======== SUPPLIED MATERIAL ========
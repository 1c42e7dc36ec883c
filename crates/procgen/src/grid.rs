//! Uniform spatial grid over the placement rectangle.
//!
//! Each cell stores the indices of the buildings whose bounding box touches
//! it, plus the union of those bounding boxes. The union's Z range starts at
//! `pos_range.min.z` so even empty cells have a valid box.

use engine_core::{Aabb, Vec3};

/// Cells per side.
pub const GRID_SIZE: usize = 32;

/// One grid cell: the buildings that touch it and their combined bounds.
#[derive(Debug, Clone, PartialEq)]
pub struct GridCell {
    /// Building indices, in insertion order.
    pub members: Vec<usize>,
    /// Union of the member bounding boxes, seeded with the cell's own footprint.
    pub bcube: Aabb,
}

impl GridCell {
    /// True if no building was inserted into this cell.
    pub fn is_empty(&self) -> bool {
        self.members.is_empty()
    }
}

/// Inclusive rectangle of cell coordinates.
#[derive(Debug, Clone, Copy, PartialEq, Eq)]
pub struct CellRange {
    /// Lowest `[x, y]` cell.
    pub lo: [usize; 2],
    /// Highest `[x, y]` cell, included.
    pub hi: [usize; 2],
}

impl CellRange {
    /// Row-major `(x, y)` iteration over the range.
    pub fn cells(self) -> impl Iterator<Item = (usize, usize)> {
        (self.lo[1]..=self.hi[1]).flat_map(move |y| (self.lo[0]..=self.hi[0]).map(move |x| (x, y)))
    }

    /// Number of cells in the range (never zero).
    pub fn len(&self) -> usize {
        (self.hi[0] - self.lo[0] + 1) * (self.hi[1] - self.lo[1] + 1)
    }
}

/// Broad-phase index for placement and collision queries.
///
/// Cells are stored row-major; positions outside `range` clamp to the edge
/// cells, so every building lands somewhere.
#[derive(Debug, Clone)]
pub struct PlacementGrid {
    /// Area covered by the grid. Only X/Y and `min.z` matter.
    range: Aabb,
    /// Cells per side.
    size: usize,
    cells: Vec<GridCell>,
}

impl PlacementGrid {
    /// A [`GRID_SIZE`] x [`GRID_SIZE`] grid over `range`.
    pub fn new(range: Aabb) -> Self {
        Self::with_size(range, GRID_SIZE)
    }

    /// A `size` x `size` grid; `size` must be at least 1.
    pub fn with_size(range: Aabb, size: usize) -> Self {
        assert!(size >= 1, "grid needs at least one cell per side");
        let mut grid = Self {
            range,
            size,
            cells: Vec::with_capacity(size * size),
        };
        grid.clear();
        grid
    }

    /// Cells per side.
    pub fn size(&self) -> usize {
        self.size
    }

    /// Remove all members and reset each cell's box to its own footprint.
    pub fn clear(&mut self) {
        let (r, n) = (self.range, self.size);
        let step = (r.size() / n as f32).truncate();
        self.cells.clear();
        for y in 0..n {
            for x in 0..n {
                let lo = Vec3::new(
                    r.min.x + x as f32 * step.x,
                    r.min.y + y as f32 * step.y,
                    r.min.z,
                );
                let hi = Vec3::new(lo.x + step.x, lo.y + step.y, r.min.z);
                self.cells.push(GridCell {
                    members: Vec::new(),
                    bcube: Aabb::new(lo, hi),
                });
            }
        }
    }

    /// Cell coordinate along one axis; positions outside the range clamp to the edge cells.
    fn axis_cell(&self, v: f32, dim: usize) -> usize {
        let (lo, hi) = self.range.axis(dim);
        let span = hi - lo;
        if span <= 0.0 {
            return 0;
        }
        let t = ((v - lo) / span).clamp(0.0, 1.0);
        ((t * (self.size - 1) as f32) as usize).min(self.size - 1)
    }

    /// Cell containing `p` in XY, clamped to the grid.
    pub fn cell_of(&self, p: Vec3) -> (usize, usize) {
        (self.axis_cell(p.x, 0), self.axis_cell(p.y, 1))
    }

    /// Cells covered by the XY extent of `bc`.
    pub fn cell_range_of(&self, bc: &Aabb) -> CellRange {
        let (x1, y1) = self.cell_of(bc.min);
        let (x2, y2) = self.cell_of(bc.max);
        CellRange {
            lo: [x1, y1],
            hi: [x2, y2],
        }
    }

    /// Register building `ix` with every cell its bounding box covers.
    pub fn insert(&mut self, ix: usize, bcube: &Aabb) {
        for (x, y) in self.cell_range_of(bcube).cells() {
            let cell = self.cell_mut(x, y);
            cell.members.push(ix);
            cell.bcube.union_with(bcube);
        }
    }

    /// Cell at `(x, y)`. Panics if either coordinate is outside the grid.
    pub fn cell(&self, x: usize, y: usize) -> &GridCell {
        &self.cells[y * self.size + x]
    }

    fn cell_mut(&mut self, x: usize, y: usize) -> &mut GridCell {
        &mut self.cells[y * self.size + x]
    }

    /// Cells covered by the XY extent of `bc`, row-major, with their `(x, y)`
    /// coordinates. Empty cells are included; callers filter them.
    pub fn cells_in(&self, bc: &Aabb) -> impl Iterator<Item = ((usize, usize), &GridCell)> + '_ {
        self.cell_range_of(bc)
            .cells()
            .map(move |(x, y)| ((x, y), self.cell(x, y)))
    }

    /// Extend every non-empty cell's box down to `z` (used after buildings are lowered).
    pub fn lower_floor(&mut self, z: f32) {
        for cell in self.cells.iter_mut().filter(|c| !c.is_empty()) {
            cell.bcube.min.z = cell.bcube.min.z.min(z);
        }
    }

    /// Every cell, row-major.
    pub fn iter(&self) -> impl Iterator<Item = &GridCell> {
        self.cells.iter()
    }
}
========
======== SUPPLIED MATERIAL ========
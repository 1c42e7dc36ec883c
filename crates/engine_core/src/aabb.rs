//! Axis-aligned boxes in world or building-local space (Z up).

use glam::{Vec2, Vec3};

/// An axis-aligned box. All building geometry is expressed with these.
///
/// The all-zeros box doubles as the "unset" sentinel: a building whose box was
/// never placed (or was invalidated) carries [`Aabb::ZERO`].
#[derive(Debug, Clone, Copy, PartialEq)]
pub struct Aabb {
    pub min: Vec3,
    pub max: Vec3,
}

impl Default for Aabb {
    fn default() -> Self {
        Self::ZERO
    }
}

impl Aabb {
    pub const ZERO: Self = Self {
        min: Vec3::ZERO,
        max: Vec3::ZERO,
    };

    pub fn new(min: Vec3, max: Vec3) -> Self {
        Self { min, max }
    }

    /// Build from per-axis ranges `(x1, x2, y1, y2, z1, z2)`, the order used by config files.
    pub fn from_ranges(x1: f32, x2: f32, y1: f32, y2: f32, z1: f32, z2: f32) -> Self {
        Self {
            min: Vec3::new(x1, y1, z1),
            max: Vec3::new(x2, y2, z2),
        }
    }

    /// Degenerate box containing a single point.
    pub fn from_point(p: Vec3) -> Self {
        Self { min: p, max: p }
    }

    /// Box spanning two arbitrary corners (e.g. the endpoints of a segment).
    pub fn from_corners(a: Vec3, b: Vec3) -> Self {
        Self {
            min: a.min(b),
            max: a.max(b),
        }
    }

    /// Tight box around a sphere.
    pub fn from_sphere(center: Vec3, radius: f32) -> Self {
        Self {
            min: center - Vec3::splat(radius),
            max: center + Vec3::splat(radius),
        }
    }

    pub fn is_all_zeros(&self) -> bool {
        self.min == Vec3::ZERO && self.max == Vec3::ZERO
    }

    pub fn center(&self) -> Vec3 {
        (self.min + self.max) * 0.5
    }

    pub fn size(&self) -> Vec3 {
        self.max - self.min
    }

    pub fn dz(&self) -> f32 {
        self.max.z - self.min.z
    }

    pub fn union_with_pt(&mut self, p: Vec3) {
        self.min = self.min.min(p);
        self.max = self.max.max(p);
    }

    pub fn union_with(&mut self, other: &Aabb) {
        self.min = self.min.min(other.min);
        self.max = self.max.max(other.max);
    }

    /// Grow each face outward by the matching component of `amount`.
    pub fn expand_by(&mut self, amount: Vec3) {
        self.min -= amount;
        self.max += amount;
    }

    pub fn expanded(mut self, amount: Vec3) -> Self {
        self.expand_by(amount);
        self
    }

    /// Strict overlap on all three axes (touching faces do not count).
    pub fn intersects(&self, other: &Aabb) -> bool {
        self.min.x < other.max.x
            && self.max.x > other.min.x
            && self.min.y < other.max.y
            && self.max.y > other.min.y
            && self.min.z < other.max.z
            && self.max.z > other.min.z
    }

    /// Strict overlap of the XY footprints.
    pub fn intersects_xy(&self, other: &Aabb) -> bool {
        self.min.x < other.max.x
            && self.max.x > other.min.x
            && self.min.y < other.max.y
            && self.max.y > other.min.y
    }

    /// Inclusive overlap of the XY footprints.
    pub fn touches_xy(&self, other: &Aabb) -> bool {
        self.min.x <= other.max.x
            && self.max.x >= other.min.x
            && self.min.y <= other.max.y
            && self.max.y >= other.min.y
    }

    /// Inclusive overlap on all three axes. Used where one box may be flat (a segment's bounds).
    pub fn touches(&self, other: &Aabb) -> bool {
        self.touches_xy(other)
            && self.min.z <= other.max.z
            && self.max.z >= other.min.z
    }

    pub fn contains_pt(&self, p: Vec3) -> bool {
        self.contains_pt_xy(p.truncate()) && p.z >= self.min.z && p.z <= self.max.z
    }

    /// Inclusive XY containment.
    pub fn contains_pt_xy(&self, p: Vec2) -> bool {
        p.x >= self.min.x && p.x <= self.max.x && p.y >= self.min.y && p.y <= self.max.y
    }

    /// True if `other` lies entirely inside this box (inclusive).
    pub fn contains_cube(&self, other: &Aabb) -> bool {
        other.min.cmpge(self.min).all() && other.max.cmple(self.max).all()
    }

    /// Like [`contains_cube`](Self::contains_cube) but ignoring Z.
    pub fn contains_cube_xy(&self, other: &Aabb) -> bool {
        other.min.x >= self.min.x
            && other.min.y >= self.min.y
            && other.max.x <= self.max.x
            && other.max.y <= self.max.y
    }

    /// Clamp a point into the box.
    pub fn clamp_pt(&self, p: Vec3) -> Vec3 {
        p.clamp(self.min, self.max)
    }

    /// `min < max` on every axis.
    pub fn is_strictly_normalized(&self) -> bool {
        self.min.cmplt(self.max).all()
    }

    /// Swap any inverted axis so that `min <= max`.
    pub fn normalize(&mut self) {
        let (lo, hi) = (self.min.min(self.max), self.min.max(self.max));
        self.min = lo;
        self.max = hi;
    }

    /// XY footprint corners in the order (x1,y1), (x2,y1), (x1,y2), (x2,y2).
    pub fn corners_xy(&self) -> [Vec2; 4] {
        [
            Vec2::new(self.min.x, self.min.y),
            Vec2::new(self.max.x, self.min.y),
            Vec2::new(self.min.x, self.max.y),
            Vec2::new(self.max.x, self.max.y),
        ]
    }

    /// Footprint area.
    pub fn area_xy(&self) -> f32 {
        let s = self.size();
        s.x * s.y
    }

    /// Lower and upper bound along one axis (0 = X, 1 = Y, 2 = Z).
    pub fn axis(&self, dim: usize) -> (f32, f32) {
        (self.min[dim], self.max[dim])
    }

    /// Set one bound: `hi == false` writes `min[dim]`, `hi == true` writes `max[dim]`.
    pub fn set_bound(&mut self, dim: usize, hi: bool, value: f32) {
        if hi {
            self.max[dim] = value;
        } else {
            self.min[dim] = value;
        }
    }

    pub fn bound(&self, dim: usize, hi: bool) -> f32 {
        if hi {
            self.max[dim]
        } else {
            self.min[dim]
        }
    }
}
========
EXERCISE OBJECTIVE
Begin with the line that has "the placement rectangle." in the listing above and end after the line that has "range starts at"; output those lines exactly.

SOLUTION TO THIS TASK
//! Uniform spatial grid over the placement rectangle.
//!
//! Each cell stores the indices of the buildings whose bounding box touches
//! it, plus the union of those bounding boxes. The union's Z range starts at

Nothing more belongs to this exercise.